Ladi Babalola

Personal information
- Full name: Oladipupo Babalola
- Date of birth: 4 August 1968 (age 57)
- Place of birth: Lagos, Nigeria
- Height: 5 ft 10 in (1.78 m)
- Position(s): Centre back / Defensive midfielder

Youth career
- Attack F.C.

Senior career*
- Years: Team / Apps / (Gls)
- 1983: Nigeria Airways
- 1984–1994: Julius Berger
- 1994–1995: Concord F.C.
- 1995–1996: Mohammedan
- 1998: Mohammedan
- 2000: Mohammedan
- 2010: JS Hercules

International career
- 1985–1990: Nigeria U20 / 3

Managerial career
- 2010: OPS (youth)
- 2010: Oulun Tarmo
- 2010–2011: JS Hercules
- 2012–2013: Brothers Union
- 2014–2016: Feni SC

= Oladipupo Babalola =

Nigerian footballer (born 1968)

Oladipupo "Ladi" Babalola (born 4 August 1968) is a retired Nigerian international footballer.

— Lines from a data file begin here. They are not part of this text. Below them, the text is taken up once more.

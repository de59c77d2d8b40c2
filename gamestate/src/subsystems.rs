//! A subsystem is a self-contained overlay entity: it can initialise its
//! state, respond to input, tick, and draw. The methods on
//! `SubsystemTrait` provide access to `GameTraits` and the text sink.

use gamestate_traits::SubsystemTrait;

/// Blob of the various tickers required during gameplay; this exists
/// mostly to pass things around as some functions can end up with quite a
/// few args.
pub struct Subsystems<S, H, I, F, A>
where
    S: SubsystemTrait,
    H: SubsystemTrait,
    I: SubsystemTrait,
    F: SubsystemTrait,
    A: SubsystemTrait,
{
    /// Shows the player's current status, updated every tick.
    pub statusbar: S,
    /// Timeout-displayed HUD messages.
    pub hud_msgs: H,
    /// End-of-level tally; its ticker calls `level_done()` handling.
    pub intermission: I,
    /// The episode-end text screen.
    pub finale: F,
    /// Overhead map, mutually exclusive with the visplane overlay.
    pub automap: A,
}
//! User configuration options. Widget visibility modes are stored as plain
//! integers; anything out of range clamps to the nearest valid mode on
//! load rather than failing.

use crate::{BASE_DIR, CLIOptions};
use crl_stats::{DemoTimerMode, WidgetConfig, WidgetMode};
use dirs::config_dir;
use log::{error, info, warn};
use serde::{Deserialize, Serialize};
use std::{
    fs::{File, OpenOptions, create_dir},
    io::{Read, Write},
    path::PathBuf,
};

const LOG_TAG: &str = "UserConfig";

fn get_cfg_file() -> PathBuf {
    let mut dir =
        config_dir().unwrap_or_else(|| panic!("{}: Couldn't open user config dir", LOG_TAG));
    dir.push(BASE_DIR);
    if !dir.exists() {
        create_dir(&dir)
            .unwrap_or_else(|e| panic!("{}: Couldn't create {:?}: {}", LOG_TAG, dir, e));
    }
    dir.push("user.toml");
    dir
}

/// Raw widget entries as persisted. Modes are integers 0/1/2
/// (off/always/over-limit); the demo timer is 0-3.
#[derive(Debug, Clone, Serialize, Deserialize)]
#[serde(default)]
pub struct WidgetEntries {
    pub coords: i32,
    pub playstate: i32,
    pub render_stats: i32,
    pub kis_stats: i32,
    pub powerups: i32,
    pub show_fps: bool,
    pub demo_timer: i32,
    pub demo_timer_countdown: bool,
    pub demo_bar: bool,
    pub target_health: bool,
}

impl Default for WidgetEntries {
    fn default() -> Self {
        Self {
            coords: 0,
            playstate: 0,
            render_stats: 1,
            kis_stats: 0,
            powerups: 0,
            show_fps: false,
            demo_timer: 0,
            demo_timer_countdown: false,
            demo_bar: true,
            target_health: false,
        }
    }
}

impl WidgetEntries {
    /// Clamping conversion into the typed config the compositor reads.
    pub fn to_widget_config(&self) -> WidgetConfig {
        WidgetConfig {
            coords: WidgetMode::from_index(self.coords),
            playstate: WidgetMode::from_index(self.playstate),
            render_stats: WidgetMode::from_index(self.render_stats),
            kis_stats: WidgetMode::from_index(self.kis_stats),
            powerups: WidgetMode::from_index(self.powerups),
            show_fps: self.show_fps,
            demo_timer: DemoTimerMode::from_index(self.demo_timer),
            demo_timer_countdown: self.demo_timer_countdown,
            demo_bar: self.demo_bar,
            target_health: self.target_health,
        }
    }
}

#[derive(Debug, Default, Clone, Serialize, Deserialize)]
#[serde(default)]
pub struct UserConfig {
    pub iwad: String,
    pub extended_limits: bool,
    pub internal_demos: bool,
    pub widgets: WidgetEntries,
}

impl UserConfig {
    /// `load` will attempt to read the config, and panic if errored
    pub fn load() -> Self {
        let path = get_cfg_file();

        let mut file = OpenOptions::new()
            .read(true)
            .write(true)
            .create(true)
            .truncate(false)
            .open(path.clone())
            .unwrap_or_else(|e| panic!("Couldn't open {:?}, {}", path, e));
        let mut buf = String::new();
        if let Ok(read_len) = file.read_to_string(&mut buf) {
            if read_len == 0 {
                return UserConfig::create_default(&mut file);
            } else {
                if let Ok(data) = toml::from_str(&buf) {
                    info!(target: LOG_TAG, "Loaded user config file");
                    return data;
                }
                warn!("Could not deserialise {:?}, recreating config", path);
            }
        }
        UserConfig::create_default(&mut file)
    }

    fn create_default(file: &mut File) -> Self {
        let config = UserConfig {
            internal_demos: true,
            ..UserConfig::default()
        };
        info!("Created default user config file");
        // Should be okay to unwrap this as it is a Default
        let data = toml::to_string(&config).unwrap();
        file.write_all(data.as_bytes())
            .unwrap_or_else(|_| panic!("Could not write {:?}", get_cfg_file()));
        info!("Saved user config to {:?}", get_cfg_file());
        config
    }

    pub fn write(&self) {
        let mut file = File::create(get_cfg_file()).expect("Couldn't overwrite config");
        let data = toml::to_string_pretty(self).expect("Parse config to TOML failed");
        file.write_all(data.as_bytes())
            .unwrap_or_else(|err| error!("Could not write config: {}", err));
    }

    /// Sync the CLI options and user options with each other. CLI wins
    /// when both are set.
    pub fn sync_cli(&mut self, cli: &mut CLIOptions) {
        info!("Checking CLI options");

        if !cli.iwad.is_empty() && cli.iwad != self.iwad {
            cli.iwad.clone_into(&mut self.iwad);
            info!("Resource dir changed to: {}", &cli.iwad);
        } else {
            self.iwad.clone_into(&mut cli.iwad);
        }

        if let Some(f) = cli.extended_limits {
            if f != self.extended_limits {
                self.extended_limits = f;
            }
        } else {
            cli.extended_limits = Some(self.extended_limits);
        }

        if let Some(f) = cli.no_internal_demos {
            if f != !self.internal_demos {
                self.internal_demos = !f;
            }
        } else {
            cli.no_internal_demos = Some(!self.internal_demos);
        }
    }
}

#[cfg(test)]
mod tests {
    use super::*;

    #[test]
    fn widget_entries_clamp_to_valid_modes() {
        let entries = WidgetEntries {
            coords: -3,
            playstate: 1,
            render_stats: 17,
            kis_stats: 2,
            powerups: 0,
            demo_timer: 9,
            ..WidgetEntries::default()
        };
        let config = entries.to_widget_config();
        assert_eq!(config.coords, WidgetMode::Off);
        assert_eq!(config.playstate, WidgetMode::Always);
        assert_eq!(config.render_stats, WidgetMode::OverLimit);
        assert_eq!(config.kis_stats, WidgetMode::OverLimit);
        assert_eq!(config.powerups, WidgetMode::Off);
        assert_eq!(config.demo_timer, DemoTimerMode::Both);
    }

    #[test]
    fn config_roundtrips_through_toml() {
        let config = UserConfig {
            iwad: "/data/heretic".into(),
            extended_limits: true,
            internal_demos: false,
            widgets: WidgetEntries {
                render_stats: 2,
                show_fps: true,
                ..WidgetEntries::default()
            },
        };
        let text = toml::to_string_pretty(&config).unwrap();
        let back: UserConfig = toml::from_str(&text).unwrap();
        assert_eq!(back.iwad, config.iwad);
        assert!(back.extended_limits);
        assert!(!back.internal_demos);
        assert_eq!(back.widgets.render_stats, 2);
        assert!(back.widgets.show_fps);
    }

    #[test]
    fn unknown_fields_fall_back_to_defaults() {
        let back: UserConfig = toml::from_str("iwad = \"/tmp/x\"\n").unwrap();
        assert_eq!(back.iwad, "/tmp/x");
        assert_eq!(back.widgets.render_stats, 1);
        assert!(back.widgets.demo_bar);
    }
}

He has three caps for Nigerian U-20 national team from FIFA U-20 World Cup played in Chile.

==Playing career==
Babalola started his coaching career at Tervarit youth teams and JS Hercules in Finland. During his first season with Js Hercules he led the team to gain a promotion to Kolmonen, Finnish third division and in his second season his team finished on 6th place and thus secured a place in the third division also for next season.

He also represented Mohammedan SC of Bangladesh in the Dhaka Premier Division League.

==Coaching career==
Ladi holds a UEFA certified coaching license.

In 2012 Babalola was appointed as a head coach of Bangladesh-based professional team Brothers Union.

In 2014–15, Babalola was appointed as the head coach of Bangladesh-based professional team Feni Soccer Club and remained with them until 2015–16.